**Input data:**
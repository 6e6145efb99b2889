use serde::{Deserialize, Serialize};
use serde_json::Value;

use crate::errors::MessageError;

/// A link attachment as it appears in a Slack export message.
/// Slack calls these "attachments"; each one becomes a Discord embed.
/// Every field is optional, and keys this crate does not use are ignored.
#[derive(Debug, Clone, Default, PartialEq, Eq, Deserialize, Serialize)]
#[serde(default)]
pub struct SlackAttachment {
    pub title: Option<String>,
    pub title_link: Option<String>,
    pub text: Option<String>,
    pub service_name: Option<String>,
    pub service_icon: Option<String>,
    pub image_url: Option<String>,
    pub thumb_url: Option<String>,
}

impl SlackAttachment {
    /// Converts a raw attachment object from the export.
    ///
    /// Missing and `null` keys become `None`. A key holding anything other than a
    /// string is rejected rather than silently dropped.
    ///
    /// # Examples
    ///
    /// ```
    /// use serde_json::json;
    /// use slack2discord::slack_parser::SlackAttachment;
    ///
    /// let raw = json!({"title": "Rust", "title_link": "https://rust-lang.org", "id": 1});
    /// let attachment = SlackAttachment::from_value(&raw).unwrap();
    /// assert_eq!(attachment.title.as_deref(), Some("Rust"));
    /// assert!(attachment.image_url.is_none());
    /// ```
    pub fn from_value(value: &Value) -> Result<Self, MessageError> {
        require_object(value, "attachment")?;
        Ok(Self::deserialize(value)?)
    }
}

/// A file entry from a Slack export message.
#[derive(Debug, Clone, Default, PartialEq, Eq, Deserialize, Serialize)]
#[serde(default)]
pub struct SlackFile {
    pub id: Option<String>,
    pub name: Option<String>,
    /// Slack's authenticated download URL
    pub url_private: Option<String>,
}

impl SlackFile {
    /// Converts a raw file object from the export, with the same rules as
    /// [`SlackAttachment::from_value`].
    pub fn from_value(value: &Value) -> Result<Self, MessageError> {
        require_object(value, "file")?;
        Ok(Self::deserialize(value)?)
    }
}

// Derived deserializers also accept sequences, filling fields by position
fn require_object(value: &Value, kind: &str) -> Result<(), MessageError> {
    if value.is_object() {
        Ok(())
    } else {
        Err(MessageError::ParseError(format!(
            "expected a JSON object for a Slack {kind}, got {value}"
        )))
    }
}

/// Undo the HTML entity escaping Slack applies to URLs in its exports.
///
/// Slack writes `&` as `&amp;` (and `<`, `>` as `&lt;`, `&gt;`), which breaks query
/// strings if passed through as-is. `None` stays `None`.
///
/// # Examples
///
/// ```
/// use slack2discord::slack_parser::unescape_url;
///
/// let url = unescape_url(Some("https://example.com/?a=1&amp;b=2"));
/// assert_eq!(url.as_deref(), Some("https://example.com/?a=1&b=2"));
/// assert_eq!(unescape_url(None), None);
/// ```
#[must_use]
pub fn unescape_url(url: Option<&str>) -> Option<String> {
    url.map(|u| html_escape::decode_html_entities(u).into_owned())
}

#[cfg(test)]
mod tests {
    use super::*;
    use serde_json::json;

    #[test]
    fn test_unescape_url_decodes_entities() {
        assert_eq!(
            unescape_url(Some("https://x.com/?q=a&amp;r=b&amp;s=c")).as_deref(),
            Some("https://x.com/?q=a&r=b&s=c")
        );
        assert_eq!(
            unescape_url(Some("https://x.com/&lt;path&gt;")).as_deref(),
            Some("https://x.com/<path>")
        );
    }

    #[test]
    fn test_unescape_url_leaves_plain_urls_alone() {
        let url = "https://files.slack.com/files-pri/T1-F1/report.pdf";
        assert_eq!(unescape_url(Some(url)).as_deref(), Some(url));
    }

    #[test]
    fn test_attachment_from_value_null_and_missing() {
        let raw = json!({"title": null, "text": "hello"});
        let attachment = SlackAttachment::from_value(&raw).unwrap();
        assert!(attachment.title.is_none());
        assert!(attachment.title_link.is_none());
        assert_eq!(attachment.text.as_deref(), Some("hello"));
    }

    #[test]
    fn test_attachment_from_value_rejects_wrong_type() {
        let raw = json!({"title": 42});
        let err = SlackAttachment::from_value(&raw).unwrap_err();
        assert!(matches!(err, MessageError::ParseError(_)));
    }

    #[test]
    fn test_file_from_value_rejects_non_object() {
        let raw = json!(["F123", "name.png"]);
        assert!(SlackFile::from_value(&raw).is_err());
    }

    #[test]
    fn test_attachment_from_value_rejects_non_object() {
        let raw = json!(["Rust", "https://rust-lang.org/?a=1&amp;b=2"]);
        let err = SlackAttachment::from_value(&raw).unwrap_err();
        assert!(matches!(err, MessageError::ParseError(_)));

        assert!(SlackAttachment::from_value(&json!("https://rust-lang.org")).is_err());
        assert!(SlackAttachment::from_value(&Value::Null).is_err());
    }

    #[test]
    fn test_file_from_value_ignores_extra_keys() {
        let raw = json!({
            "id": "F123",
            "name": "diagram.png",
            "url_private": "https://files.slack.com/diagram.png",
            "mimetype": "image/png",
            "size": 2048
        });
        let file = SlackFile::from_value(&raw).unwrap();
        assert_eq!(file.id.as_deref(), Some("F123"));
        assert_eq!(file.name.as_deref(), Some("diagram.png"));
    }
}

**Activity:** If a line in the material above holds "lang", copy it.

**Result of this task:**
    /// let raw = json!({"title": "Rust", "title_link": "https://rust-lang.org", "id": 1});
        let raw = json!(["Rust", "https://rust-lang.org/?a=1&amp;b=2"]);
        assert!(SlackAttachment::from_value(&json!("https://rust-lang.org")).is_err());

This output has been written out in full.